EXTRACTED INFORMATION
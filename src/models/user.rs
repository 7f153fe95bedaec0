// SPDX-License-Identifier: MIT
// Copyright 2026 Roland Dreier <roland@rolandd.dev>

//! Connected user model for storage.

use chrono::{DateTime, Utc};
use serde::{Deserialize, Serialize};

/// A Mattermost user who has connected a ServiceNow account.
#[derive(Debug, Clone, PartialEq, Eq, Serialize, Deserialize)]
pub struct User {
    /// Mattermost user ID (also used as the store key)
    pub mattermost_user_id: String,
    /// Encrypted [`OAuthToken`] JSON (base64)
    pub oauth2_token: String,
}

/// ServiceNow OAuth token, as held in memory after decryption.
#[derive(Debug, Clone, PartialEq, Eq, Serialize, Deserialize)]
pub struct OAuthToken {
    pub access_token: String,
    #[serde(default)]
    pub refresh_token: String,
    #[serde(default)]
    pub token_type: String,
    /// When the access token expires
    pub expiry: Option<DateTime<Utc>>,
}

ABOUT THIS EXERCISE
Every line must be copied exactly as it stands above.

ANSWER SECTION
filename src/models/user.rs
repository 7f153fe95bedaec0
// SPDX-License-Identifier: MIT
// Copyright 2026 Roland Dreier <roland@rolandd.dev>

//! Connected user model for storage.

use chrono::{DateTime, Utc};
use serde::{Deserialize, Serialize};

/// A Mattermost user who has connected a ServiceNow account.
#[derive(Debug, Clone, PartialEq, Eq, Serialize, Deserialize)]
pub struct User {
    /// Mattermost user ID (also used as the store key)
    pub mattermost_user_id: String,
    /// Encrypted [`OAuthToken`] JSON (base64)
    pub oauth2_token: String,
}

/// ServiceNow OAuth token, as held in memory after decryption.
#[derive(Debug, Clone, PartialEq, Eq, Serialize, Deserialize)]
pub struct OAuthToken {
    pub access_token: String,
    #[serde(default)]
    pub refresh_token: String,
    #[serde(default)]
    pub token_type: String,
    /// When the access token expires
    pub expiry: Option<DateTime<Utc>>,
}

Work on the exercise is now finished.